Agosto 2005
 
       
Por esse mundo fora........numa constante procura.       
Edição N.° 53 de Agosto I 2005


Cartas da América

Uma das coisas que não consigo perder é o meu café expresso. Depois de andar por cá três anos, consigo comer um sorveto num copo de papel, uma sandes embrulhada em papel pardo, mas não consigo beber um copo de café com leite, o que aqui se chama "regular". Se for sem leite, temos que pedir "café preto".
........Quando cheguei cá, e me apetecia um expresso, o sítio mais perto era o Starbucks, que ficava a vinte minutos donde eu morava. Não é a mesma coisa que o nosso expresso, mas imita bem. Mais tarde, descobri mesmo perto onde moro, outro lugar, tipo cave, pois precisamos de descer alguns sete ou oito degraus. Chama-se "Serafim's Place". Não sei se foi o nome, as fotos nas vitrines ou a aparência da fachada, mas senti-me atraída.
........Entrei e escolhi uma mesa encostada à parede, longe do balcão. Percebi que estava num café de raízes europeias. Pedi um expresso em português. O moço que me atendeu, magro, geneticamente moreno, de cabelo cortado bem curto, bigode finino, percebeu-me. Aliás, era grego. Conhecemo-nos por duas semanas, pois regressou à Europa depois de acabar o curso de engenharia bioquímica no Massachusetts Institute of Technology.
........No outro dia, o senhor Andreotti, dono do café, mostrou-me um postal que o George mandou: "Caros amigos, estou com imensas saudades de vocês todos. Volto qualquer dia. Adoro-vos. George."
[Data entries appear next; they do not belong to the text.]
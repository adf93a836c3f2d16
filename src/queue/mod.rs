use async_trait::async_trait;

use crate::error::QueueError;

pub use line_feeder::feed_lines;
pub use memory_queue::MemoryQueue;
pub use redis_queue::RedisQueue;

mod line_feeder;
mod memory_queue;
mod redis_queue;

/// Blocking list queue the relay drains, keyed by list name.
#[async_trait]
pub trait Queue: Send + Sync {
    /// Pops the oldest message of `key`, waiting as long as it takes for one to arrive.
    /// Must be cancel-safe: a dropped call never loses a message.
    async fn pop(&self, key: &str) -> Result<Vec<u8>, QueueError>;

    /// Number of messages still waiting in `key`.
    async fn len(&self, key: &str) -> Result<usize, QueueError>;
}
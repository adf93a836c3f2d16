use std::collections::HashSet;
use std::sync::Arc;
use std::time::Duration;

use chrono::Utc;
use spdlog::{debug, error, info, trace, warn};
use tokio::sync::watch;

use crate::agent::Publisher;
use crate::error::{QueueError, RelayError, Result};
use crate::metrics::metric_types::{Reading, TIMESTAMP_FIELD};
use crate::metrics::payload::decode;
use crate::metrics::SharedStore;
use crate::queue::Queue;
use crate::sync::{ConnectionState, EngineState, RateState};

#[derive(Debug, PartialEq, Eq)]
pub enum ConsumeOutcome {
    /// Payload decoded. `fields` tracked metrics were updated.
    Merged { fields: usize },
    /// Payload could not be decoded and was dropped
    Skipped,
}

/// Drains the queue into the metric store, one message at a time, and retunes the report
/// interval from the backlog left behind.
pub struct SyncEngine {
    queue: Arc<dyn Queue>,
    queue_key: String,
    tracked: HashSet<String>,
    store: SharedStore,
    publisher: Arc<dyn Publisher>,
    rate: RateState,
    connection: watch::Receiver<ConnectionState>,
    state: EngineState,
}

impl SyncEngine {
    pub fn new(
        queue: Arc<dyn Queue>,
        queue_key: &str,
        store: SharedStore,
        publisher: Arc<dyn Publisher>,
        base_interval: Duration,
        connection: watch::Receiver<ConnectionState>,
    ) -> Self {
        let tracked = match store.lock() {
            Ok(store) => store.names().into_iter().collect(),
            Err(_) => HashSet::new(),
        };

        Self {
            queue,
            queue_key: queue_key.to_string(),
            tracked,
            store,
            publisher,
            rate: RateState::new(base_interval),
            connection,
            state: EngineState::Idle,
        }
    }

    pub fn state(&self) -> EngineState {
        self.state
    }

    pub fn rate(&self) -> &RateState {
        &self.rate
    }

    /// Hands the publisher one provider per tracked metric.
    pub fn register_metrics(&self) {
        let mut names: Vec<&String> = self.tracked.iter().collect();
        names.sort();

        for name in names {
            let store = self.store.clone();
            let metric = name.clone();
            self.publisher.add_metric(name, Box::new(move || read_for_report(&store, &metric)));
        }
    }

    /// Consumes while the publisher is connected, pausing while it is not.
    ///
    /// Returns `Ok` once the queue is closed and drained. Any other queue failure, or the
    /// publisher going away, ends the loop with an error.
    pub async fn run(mut self) -> Result<()> {
        loop {
            self.state = EngineState::Idle;
            let connected = self.connection.wait_for(|state| state.is_connected()).await.is_ok();
            if !connected {
                return Err(RelayError::PublisherGone);
            }

            match self.consume_once().await {
                Ok(outcome) => trace!("Consumed message: {:?}", outcome),
                Err(RelayError::Queue(QueueError::Closed)) => {
                    info!("Queue {} closed. Stopping consumption", self.queue_key);
                    self.state = EngineState::Idle;
                    return Ok(());
                }
                Err(e) => {
                    error!("Queue consumption failed: {}", e);
                    return Err(e);
                }
            }
        }
    }

    /// Pops one message, merges its tracked fields and applies the backlog policy.
    pub async fn consume_once(&mut self) -> Result<ConsumeOutcome> {
        self.state = EngineState::AwaitingMessage;
        let raw = self.queue.pop(&self.queue_key).await?;
        let received_at = Utc::now().timestamp_millis();

        self.state = EngineState::Processing;
        let outcome = self.merge(&raw, received_at);

        self.state = EngineState::BacklogCheck;
        self.check_backlog().await;

        self.state = EngineState::AwaitingMessage;
        Ok(outcome)
    }

    fn merge(&self, raw: &[u8], received_at: i64) -> ConsumeOutcome {
        let payload = match decode(raw) {
            Ok(payload) => payload,
            Err(e) => {
                warn!("Invalid payload in {}, skipping: {}", self.queue_key, e);
                return ConsumeOutcome::Skipped;
            }
        };

        let mut store = match self.store.lock() {
            Ok(store) => store,
            Err(_) => {
                error!("Metric store lock poisoned. Dropping payload");
                return ConsumeOutcome::Skipped;
            }
        };

        let timestamp = payload.timestamp.unwrap_or(received_at);
        let mut fields = 0;
        for (name, value) in payload.fields.iter() {
            if name == TIMESTAMP_FIELD || !self.tracked.contains(name) {
                continue;
            }
            if store.update(name, Some(timestamp), *value) {
                fields += 1;
            }
        }
        store.mark_dirty();

        debug!("Merged {} metrics at {}", fields, timestamp);
        ConsumeOutcome::Merged { fields }
    }

    async fn check_backlog(&mut self) {
        let backlog = match self.queue.len(&self.queue_key).await {
            Ok(len) => len,
            Err(e) => {
                warn!("Could not read backlog of {}, keeping current speed: {}", self.queue_key, e);
                return;
            }
        };
        trace!("Backlog of {}: {}", self.queue_key, backlog);

        if let Some(interval) = self.rate.apply_backlog(backlog) {
            if self.rate.is_sped_up() {
                info!("Backlog of {} messages. Reporting every {:?}", backlog, interval);
            } else {
                info!("Backlog drained. Reporting every {:?}", interval);
            }
            self.publisher.set_interval(interval);
        }
    }
}

fn read_for_report(store: &SharedStore, name: &str) -> Reading {
    match store.lock() {
        Ok(mut store) => store.read_for_report(name).unwrap_or_default(),
        Err(_) => Reading::unset(),
    }
}
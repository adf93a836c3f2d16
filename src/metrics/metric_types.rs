/// Payload field carrying the timestamp shared by every metric in the message.
pub const TIMESTAMP_FIELD: &str = "t";

/// Current (timestamp, value) of a metric as handed to the reporter.
/// `value == None` means nothing has been observed since the last reset.
#[derive(Clone, Copy, Debug, Default, PartialEq)]
pub struct Reading {
    pub timestamp: Option<i64>,
    pub value: Option<f64>,
}

impl Reading {
    pub fn new(timestamp: Option<i64>, value: Option<f64>) -> Self {
        Self { timestamp, value }
    }

    pub fn unset() -> Self {
        Self::default()
    }

    pub fn is_unset(&self) -> bool {
        self.timestamp.is_none() && self.value.is_none()
    }
}

#[derive(Clone, Debug, Default, PartialEq)]
pub struct MetricSample {
    pub name: String,
    pub reading: Reading,
    /// Updated since the last report read it
    pub pending: bool,
}

impl MetricSample {
    pub fn unset(name: &str) -> Self {
        Self {
            name: name.to_string(),
            reading: Reading::unset(),
            pending: false,
        }
    }

    pub fn clear(&mut self) {
        self.reading = Reading::unset();
        self.pending = false;
    }
}
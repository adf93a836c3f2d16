use tokio::sync::watch;

pub use event_handler::EventHandler;
pub use rate_state::{RateState, SPEEDUP_FACTOR};
pub use report_tracker::ReportTracker;
pub use sync_engine::{ConsumeOutcome, SyncEngine};

mod event_handler;
mod rate_state;
mod report_tracker;
mod sync_engine;

/// Publisher connection as seen by the consume loop
#[derive(Clone, Copy, Debug, PartialEq, Eq)]
pub enum ConnectionState {
    Disconnected,
    Reconnecting,
    Connected,
}

impl ConnectionState {
    pub fn is_connected(&self) -> bool {
        *self == ConnectionState::Connected
    }
}

#[derive(Clone, Copy, Debug, PartialEq, Eq)]
pub enum EngineState {
    Idle,
    AwaitingMessage,
    Processing,
    BacklogCheck,
}

/// Starts disconnected. Consumption waits for the first `Connected` event.
pub fn connection_channel() -> (watch::Sender<ConnectionState>, watch::Receiver<ConnectionState>) {
    watch::channel(ConnectionState::Disconnected)
}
........Não preciso de dizer que vou diariamente ao Serafim. Tomo o meu expresso, trabalho e estudo no meu computador portátil, passo os olhos por algum jornal deixado por algum cliente e ainda dou dois dedos de conversa com o Panjak, um amigo turco que mora no mesmo prédio que eu, trabalha numa fábrica de pneus e aparece muitas vezes no Serafim. Antes, falava-me ele de futebol, mas ultimamente farta-se de dizer que não é justo que o seu país não pertença à União Europeia. Argumenta ele que a União deve cumprir com os seus princípios geopolíticos para os quais foi talhada e não rejeitar a Turquia pelo facto de não ser professadamente cristã. Mistura-me ele Jean Monnet, o papa João Paulo II, já falecido, e Valéry Giscard D'Estaing. Globaliza-me o neoliberalismo europeu duma maneira que fico sem saber se a União é a única saída para o capitalismo europeu, a correcção dos fumos da Índia, ou o alicerce doutro imperialismo através duma europa refeudalizada.
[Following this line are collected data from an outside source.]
use uuid::Uuid;

/// Stable identifier for this machine, derived from its device name.
pub fn machine_id() -> String {
    let name = whoami::devicename();
    Uuid::new_v5(&Uuid::NAMESPACE_DNS, name.as_bytes()).to_string()
}

#[cfg(test)]
mod tests {
    use super::*;

    #[test]
    fn test_machine_id_is_stable() {
        let id = machine_id();
        assert_eq!(id, machine_id());
        assert!(Uuid::parse_str(&id).is_ok());
    }
}
use std::time::Duration;

/// Interval divider applied while the queue has a backlog
pub const SPEEDUP_FACTOR: u32 = 4;

/// Report cadence driven by the queue backlog.
#[derive(Debug)]
pub struct RateState {
    base_interval: Duration,
    speedup_factor: u32,
}

impl RateState {
    pub fn new(base_interval: Duration) -> Self {
        Self {
            base_interval,
            speedup_factor: 1,
        }
    }

    pub fn base_interval(&self) -> Duration {
        self.base_interval
    }

    pub fn speedup_factor(&self) -> u32 {
        self.speedup_factor
    }

    pub fn is_sped_up(&self) -> bool {
        self.speedup_factor != 1
    }

    pub fn current_interval(&self) -> Duration {
        if self.speedup_factor == 1 {
            return self.base_interval;
        }

        let millis = self.base_interval.as_millis() as u64 / self.speedup_factor as u64;
        Duration::from_millis(millis.max(1))
    }

    /// Applies a backlog reading. Returns the new interval when it changes.
    ///
    /// Speeds up once on the first non-empty reading and goes back to the base interval
    /// once the queue is empty again.
    pub fn apply_backlog(&mut self, backlog: usize) -> Option<Duration> {
        match (backlog > 0, self.is_sped_up()) {
            (true, false) => {
                self.speedup_factor = SPEEDUP_FACTOR;
                Some(self.current_interval())
            }
            (false, true) => {
                self.speedup_factor = 1;
                Some(self.base_interval)
            }
            _ => None,
        }
    }
}
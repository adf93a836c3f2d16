use std::io::Write;
use std::process::{Command, Output};

fn run_relay(args: &[&str], env: &[(&str, &str)]) -> Output {
    let mut cmd = Command::new(env!("CARGO_BIN_EXE_metric-relay"));
    for var in ["METRICS", "INTERVAL", "REDIS_PORT", "QUEUE_BACKEND"] {
        cmd.env_remove(var);
    }
    cmd.args(args).envs(env.iter().copied()).output().unwrap()
}

fn config_file(content: &str) -> tempfile::NamedTempFile {
    let mut file = tempfile::NamedTempFile::new().unwrap();
    write!(file, "{}", content).unwrap();
    file
}

#[test]
fn test_no_metrics_exits_with_error() {
    let file = config_file("[queue]\nbackend = \"stdin\"\n");
    let output = run_relay(&["-c", file.path().to_str().unwrap()], &[]);
    assert_eq!(output.status.code(), Some(1));
    assert!(String::from_utf8_lossy(&output.stderr).contains("No metrics configured"));
}

#[test]
fn test_invalid_env_exits_with_error() {
    let file = config_file("metrics = [\"cpu\"]\n[queue]\nbackend = \"stdin\"\n");
    let path = file.path().to_str().unwrap();

    let output = run_relay(&["-c", path], &[("INTERVAL", "soon")]);
    assert_eq!(output.status.code(), Some(1));

    let output = run_relay(&["-c", path], &[("REDIS_PORT", "not-a-port")]);
    assert_eq!(output.status.code(), Some(1));
}

#[test]
fn test_missing_config_exits_with_error() {
    let output = run_relay(&["-c", "/nonexistent/metric-relay.toml"], &[]);
    assert_eq!(output.status.code(), Some(1));
}

#[test]
fn test_failed_init_exits_with_error() {
    let output = run_relay(&["--init", "-c", "/nonexistent/dir/metric-relay.toml"], &[]);
    assert_eq!(output.status.code(), Some(1));
}

#[test]
fn test_init_writes_sample() {
    let dir = tempfile::tempdir().unwrap();
    let path = dir.path().join("metric-relay.toml");
    let output = run_relay(&["--init", "-c", path.to_str().unwrap()], &[]);
    assert_eq!(output.status.code(), Some(0));
    assert!(path.exists());
}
........Na minha simplicidade de ilhoa, acabo por concluir que quem se lixa é o mexilhão, tal como se lixaram os produtores do vinho do cheiro e os pescadores da pesca artesanal. E depois temos os pequenos comerciantes como tivemos os fruticultores. E em vez de serem os homens da uva, os pescadores, os pequenos comerciantes e os fruticultores a unirem-se, não senhor! É o neoliberalismo europeu a fazê-lo, por necessidade. (Não vá o diabo fazer uma das suas!)
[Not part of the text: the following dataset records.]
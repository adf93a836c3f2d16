use std::collections::{HashMap, VecDeque};
use std::sync::atomic::{AtomicBool, Ordering};
use std::sync::Mutex;

use async_trait::async_trait;
use tokio::sync::Notify;

use crate::error::QueueError;
use crate::queue::Queue;

/// In-process named lists. Producers push on the left, the consumer pops on the right.
#[derive(Default)]
pub struct MemoryQueue {
    lists: Mutex<HashMap<String, VecDeque<Vec<u8>>>>,
    pushed: Notify,
    closed: AtomicBool,
}

impl MemoryQueue {
    pub fn new() -> Self {
        Default::default()
    }

    pub fn push(&self, key: &str, payload: impl Into<Vec<u8>>) -> Result<(), QueueError> {
        if self.closed.load(Ordering::Acquire) {
            return Err(QueueError::Closed);
        }

        self.lock()?
            .entry(key.to_string())
            .or_default()
            .push_front(payload.into());
        self.pushed.notify_waiters();
        Ok(())
    }

    /// No more pushes. Pending messages can still be popped.
    pub fn close(&self) {
        self.closed.store(true, Ordering::Release);
        self.pushed.notify_waiters();
    }

    fn lock(&self) -> Result<std::sync::MutexGuard<'_, HashMap<String, VecDeque<Vec<u8>>>>, QueueError> {
        self.lists
            .lock()
            .map_err(|_| QueueError::Connection("queue lock poisoned".to_string()))
    }

    fn try_pop(&self, key: &str) -> Result<Option<Vec<u8>>, QueueError> {
        Ok(self.lock()?.get_mut(key).and_then(|list| list.pop_back()))
    }
}

#[async_trait]
impl Queue for MemoryQueue {
    async fn pop(&self, key: &str) -> Result<Vec<u8>, QueueError> {
        loop {
            // Registered before checking, so a push in between is not missed
            let pushed = self.pushed.notified();

            if let Some(payload) = self.try_pop(key)? {
                return Ok(payload);
            }
            if self.closed.load(Ordering::Acquire) {
                return Err(QueueError::Closed);
            }

            pushed.await;
        }
    }

    async fn len(&self, key: &str) -> Result<usize, QueueError> {
        Ok(self.lock()?.get(key).map(|list| list.len()).unwrap_or(0))
    }
}

#[cfg(test)]
mod tests {
    use std::sync::Arc;
    use std::time::Duration;

    use super::*;

    #[tokio::test]
    async fn test_pop_in_push_order() {
        let queue = MemoryQueue::new();
        queue.push("streams", "first").unwrap();
        queue.push("streams", "second").unwrap();
        queue.push("other", "elsewhere").unwrap();

        assert_eq!(queue.len("streams").await.unwrap(), 2);
        assert_eq!(queue.pop("streams").await.unwrap(), b"first".to_vec());
        assert_eq!(queue.pop("streams").await.unwrap(), b"second".to_vec());
        assert_eq!(queue.len("streams").await.unwrap(), 0);
        assert_eq!(queue.len("other").await.unwrap(), 1);
        assert_eq!(queue.len("missing").await.unwrap(), 0);
    }

    #[tokio::test]
    async fn test_pop_waits_for_push() {
        let queue = Arc::new(MemoryQueue::new());

        let consumer = {
            let queue = queue.clone();
            tokio::spawn(async move { queue.pop("streams").await })
        };

        tokio::time::sleep(Duration::from_millis(20)).await;
        assert!(!consumer.is_finished());

        queue.push("streams", "late").unwrap();
        let payload = consumer.await.unwrap().unwrap();
        assert_eq!(payload, b"late".to_vec());
    }

    #[tokio::test]
    async fn test_close_drains_first() {
        let queue = MemoryQueue::new();
        queue.push("streams", "pending").unwrap();
        queue.close();

        assert!(matches!(queue.push("streams", "refused"), Err(QueueError::Closed)));
        assert_eq!(queue.pop("streams").await.unwrap(), b"pending".to_vec());
        assert!(matches!(queue.pop("streams").await, Err(QueueError::Closed)));
    }

    #[tokio::test]
    async fn test_close_wakes_waiting_pop() {
        let queue = Arc::new(MemoryQueue::new());
        let consumer = {
            let queue = queue.clone();
            tokio::spawn(async move { queue.pop("streams").await })
        };

        tokio::time::sleep(Duration::from_millis(20)).await;
        queue.close();
        assert!(matches!(consumer.await.unwrap(), Err(QueueError::Closed)));
    }
}
use spdlog::{info, trace};
use tokio::sync::mpsc::Receiver;
use tokio::task::JoinHandle;

use crate::agent::AgentEvent;
use crate::sync::ReportTracker;

/// Drains publisher events on its own task and applies them to the tracker.
pub struct EventHandler {
    receiver_task: JoinHandle<()>,
}

impl EventHandler {
    pub fn new(mut events: Receiver<AgentEvent>, tracker: ReportTracker) -> Self {
        let receiver_task = tokio::spawn(async move {
            info!("Starting agent event receiver");
            while let Some(event) = events.recv().await {
                trace!("Agent event {:?}", event);
                tracker.handle_event(event);
            }
            info!("Agent event stream closed");
        });

        Self { receiver_task }
    }

    pub fn is_finished(&self) -> bool {
        self.receiver_task.is_finished()
    }

    pub fn stop(&self) {
        self.receiver_task.abort();
    }
}
use std::time::Duration;

use async_trait::async_trait;
use serde::Serialize;

use crate::error::PublishError;
use crate::metrics::metric_types::Reading;

pub use local_agent::LocalAgent;
pub use report_sink::{LogSink, ReportSink};

mod local_agent;
mod report_sink;

/// Called on every report for the current reading of one metric.
pub type MetricProvider = Box<dyn Fn() -> Reading + Send + Sync>;

#[derive(Clone, Copy, Debug, PartialEq, Eq)]
pub enum AgentEvent {
    Connected,
    Disconnected,
    Reconnecting,
    /// A report went out. Fired after every provider has been read.
    MessageReceived,
}

/// Periodic reporter. Connection events are delivered on the channel handed out when the
/// publisher is built.
#[async_trait]
pub trait Publisher: Send + Sync {
    async fn connect(&self) -> Result<(), PublishError>;

    async fn disconnect(&self);

    fn add_metric(&self, name: &str, provider: MetricProvider);

    /// Changes the report period. Takes effect from the next wait.
    fn set_interval(&self, interval: Duration);

    fn interval(&self) -> Duration;
}

#[derive(Clone, Debug, PartialEq, Serialize)]
pub struct AgentInfo {
    pub uuid: String,
    pub target: String,
}

#[derive(Clone, Debug, PartialEq, Serialize)]
pub struct MetricReport {
    #[serde(rename = "type")]
    pub name: String,
    pub time: i64,
    pub value: Option<f64>,
}

impl MetricReport {
    /// Readings without a timestamp are stamped with the report time.
    pub fn from_reading(name: &str, reading: Reading, report_time: i64) -> Self {
        Self {
            name: name.to_string(),
            time: reading.timestamp.unwrap_or(report_time),
            value: reading.value,
        }
    }
}

#[derive(Clone, Debug, PartialEq, Serialize)]
pub struct Report {
    pub agent: AgentInfo,
    pub timestamp: i64,
    pub metrics: Vec<MetricReport>,
}

impl Report {
    pub fn metric(&self, name: &str) -> Option<&MetricReport> {
        self.metrics.iter().find(|m| m.name == name)
    }
}
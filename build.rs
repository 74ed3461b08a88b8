//! Build script for the Spotify Missing Track Detector CLI.
//!
//! Copies the `.env.example` configuration template to the user's local data
//! directory, next to where the application looks for its `.env` file.

use std::{env, fs, path::PathBuf};

/// Copies `.env.example` from the crate root into the data directory.
///
/// # Destination Location
///
/// - Linux: `~/.local/share/spordiff/.env.example`
/// - macOS: `~/Library/Application Support/spordiff/.env.example`
/// - Windows: `%LOCALAPPDATA%/spordiff/.env.example`
///
/// A missing template only produces a cargo warning. Failing to create the
/// directory or to write the copy fails the build.
fn main() -> Result<(), Box<dyn std::error::Error>> {
    println!("cargo:rerun-if-changed=.env.example");

    let manifest_dir = PathBuf::from(env::var("CARGO_MANIFEST_DIR")?);
    let env_example_path = manifest_dir.join(".env.example");

    let mut out_dir = dirs::data_local_dir().unwrap_or_else(|| PathBuf::from("."));
    out_dir.push("spordiff");
    fs::create_dir_all(&out_dir)?;

    if env_example_path.is_file() {
        fs::copy(&env_example_path, out_dir.join(".env.example"))?;
    } else {
        println!(
            "cargo:warning=.env.example not found at {}",
            env_example_path.display()
        );
    }

    Ok(())
}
........Tomar o expresso no Serafim traz-me ao que sou. As mesas redondas rodeadas por quatro cadeiras. Um cliente a tomar café lendo um jornal ao mesmo tempo. Noutra mesa, outro a bater insistentemente o pacotinho de açucar antes de o abrir. Cada um trata de si, sabendo que estamos todos ali. Ligados pelo cheiro que vem da máquina italiana. Diferente do que estar em pé, em fila, para pedir um copo de papel, com muito mais café do que um expresso.
........Enquanto por cá se paga pela quantidade, aí pagamos pela mesa, pela chávena, o pires, a colherzinha. O espaço que procuramos para refazer as ideias e reflectirmos na nossa memória europeia, que pode-nos muito bem ensinar a ver o que de bom também há por cá. Não esqueçamos que os de cá vieram daí.